- **Prompt**
Below are the records; count how many of their lines carry "repository" and give only the number.

- **Records to process**
····················

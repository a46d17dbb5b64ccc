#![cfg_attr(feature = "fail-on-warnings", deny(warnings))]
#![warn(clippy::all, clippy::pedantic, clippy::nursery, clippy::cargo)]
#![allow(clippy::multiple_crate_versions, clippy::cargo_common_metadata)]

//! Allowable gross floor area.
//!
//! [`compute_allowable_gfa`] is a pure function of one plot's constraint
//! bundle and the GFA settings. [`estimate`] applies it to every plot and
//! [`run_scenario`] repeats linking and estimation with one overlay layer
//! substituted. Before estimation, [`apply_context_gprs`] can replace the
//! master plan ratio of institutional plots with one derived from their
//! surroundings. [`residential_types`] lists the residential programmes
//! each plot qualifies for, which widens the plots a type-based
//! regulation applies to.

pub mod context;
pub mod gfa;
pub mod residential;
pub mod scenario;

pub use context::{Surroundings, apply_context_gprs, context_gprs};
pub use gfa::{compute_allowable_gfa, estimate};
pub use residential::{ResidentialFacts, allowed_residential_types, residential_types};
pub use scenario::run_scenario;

····················

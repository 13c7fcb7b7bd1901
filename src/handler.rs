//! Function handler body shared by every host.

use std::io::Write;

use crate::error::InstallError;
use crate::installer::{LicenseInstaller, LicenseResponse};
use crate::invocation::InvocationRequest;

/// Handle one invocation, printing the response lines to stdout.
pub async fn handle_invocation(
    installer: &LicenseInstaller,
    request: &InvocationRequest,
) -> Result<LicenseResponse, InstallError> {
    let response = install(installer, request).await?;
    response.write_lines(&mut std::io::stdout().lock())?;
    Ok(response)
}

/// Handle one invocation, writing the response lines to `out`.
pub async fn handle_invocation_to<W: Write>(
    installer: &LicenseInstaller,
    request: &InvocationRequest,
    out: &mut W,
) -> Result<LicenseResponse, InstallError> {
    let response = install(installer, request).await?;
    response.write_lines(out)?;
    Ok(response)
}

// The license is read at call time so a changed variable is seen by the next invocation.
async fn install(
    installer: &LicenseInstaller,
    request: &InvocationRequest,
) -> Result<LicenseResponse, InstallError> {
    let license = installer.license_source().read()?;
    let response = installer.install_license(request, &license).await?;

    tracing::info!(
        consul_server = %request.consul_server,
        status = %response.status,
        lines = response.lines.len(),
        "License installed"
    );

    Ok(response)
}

····················

- **Answer box**
2